### [TASK TO CARRY OUT]
Go through the lines below. Copy those with "MySqlProductRepository".

Dataset excerpts
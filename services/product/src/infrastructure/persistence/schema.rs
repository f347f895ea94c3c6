//! 表结构迁移

use adapter_mysql::Migration;

pub const PRODUCT_MIGRATIONS: &[Migration] = &[Migration::new(
    1,
    "create_products",
    r#"
    CREATE TABLE IF NOT EXISTS products (
        id BIGINT NOT NULL AUTO_INCREMENT PRIMARY KEY,
        name VARCHAR(255) NOT NULL,
        description TEXT NULL,
        price DECIMAL(19, 2) NOT NULL
    )
    "#,
)];
//! MySQL repository implementation

use async_trait::async_trait;
use errors::{AppError, AppResult};
use ports::Repository;
use rust_decimal::Decimal;
use sqlx::{FromRow, MySqlPool};

use crate::domain::Product;

/// 商品数据库行
#[derive(Debug, FromRow)]
struct ProductRow {
    id: i64,
    name: String,
    description: Option<String>,
    price: Decimal,
}

impl From<ProductRow> for Product {
    fn from(row: ProductRow) -> Self {
        Self {
            id: Some(row.id),
            name: row.name,
            description: row.description,
            price: row.price,
        }
    }
}

pub struct MySqlProductRepository {
    pool: MySqlPool,
}

impl MySqlProductRepository {
    pub fn new(pool: MySqlPool) -> Self {
        Self { pool }
    }
}

#[async_trait]
impl Repository<Product, i64> for MySqlProductRepository {
    async fn save(&self, mut product: Product) -> AppResult<Product> {
        match product.id {
            None => {
                let result = sqlx::query(
                    "INSERT INTO products (name, description, price) VALUES (?, ?, ?)",
                )
                .bind(&product.name)
                .bind(&product.description)
                .bind(product.price)
                .execute(&self.pool)
                .await
                .map_err(|e| AppError::database(format!("Failed to insert product: {}", e)))?;

                let id = i64::try_from(result.last_insert_id())
                    .map_err(|_| AppError::internal("Product id out of range"))?;
                product.id = Some(id);
            }
            Some(id) => {
                sqlx::query(
                    r#"
                    INSERT INTO products (id, name, description, price)
                    VALUES (?, ?, ?, ?)
                    ON DUPLICATE KEY UPDATE
                        name = VALUES(name),
                        description = VALUES(description),
                        price = VALUES(price)
                    "#,
                )
                .bind(id)
                .bind(&product.name)
                .bind(&product.description)
                .bind(product.price)
                .execute(&self.pool)
                .await
                .map_err(|e| AppError::database(format!("Failed to save product {}: {}", id, e)))?;
            }
        }

        Ok(product)
    }

    async fn find_by_id(&self, id: &i64) -> AppResult<Option<Product>> {
        let row = sqlx::query_as::<_, ProductRow>(
            "SELECT id, name, description, price FROM products WHERE id = ?",
        )
        .bind(id)
        .fetch_optional(&self.pool)
        .await
        .map_err(|e| AppError::database(format!("Failed to query product: {}", e)))?;

        Ok(row.map(Product::from))
    }

    async fn find_all(&self) -> AppResult<Vec<Product>> {
        let rows = sqlx::query_as::<_, ProductRow>(
            "SELECT id, name, description, price FROM products ORDER BY id",
        )
        .fetch_all(&self.pool)
        .await
        .map_err(|e| AppError::database(format!("Failed to list products: {}", e)))?;

        Ok(rows.into_iter().map(Product::from).collect())
    }

    async fn count(&self) -> AppResult<u64> {
        let count: i64 = sqlx::query_scalar("SELECT COUNT(*) FROM products")
            .fetch_one(&self.pool)
            .await
            .map_err(|e| AppError::database(format!("Failed to count products: {}", e)))?;

        Ok(count as u64)
    }

    async fn exists(&self, id: &i64) -> AppResult<bool> {
        let count: i64 = sqlx::query_scalar("SELECT COUNT(*) FROM products WHERE id = ?")
            .bind(id)
            .fetch_one(&self.pool)
            .await
            .map_err(|e| AppError::database(format!("Failed to query product: {}", e)))?;

        Ok(count > 0)
    }

    async fn delete(&self, id: &i64) -> AppResult<()> {
        let result = sqlx::query("DELETE FROM products WHERE id = ?")
            .bind(id)
            .execute(&self.pool)
            .await
            .map_err(|e| AppError::database(format!("Failed to delete product: {}", e)))?;

        if result.rows_affected() == 0 {
            return Err(AppError::not_found(format!("Product {} not found", id)));
        }
        Ok(())
    }
}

### [ANSWER]
pub struct MySqlProductRepository {
impl MySqlProductRepository {
impl Repository<Product, i64> for MySqlProductRepository {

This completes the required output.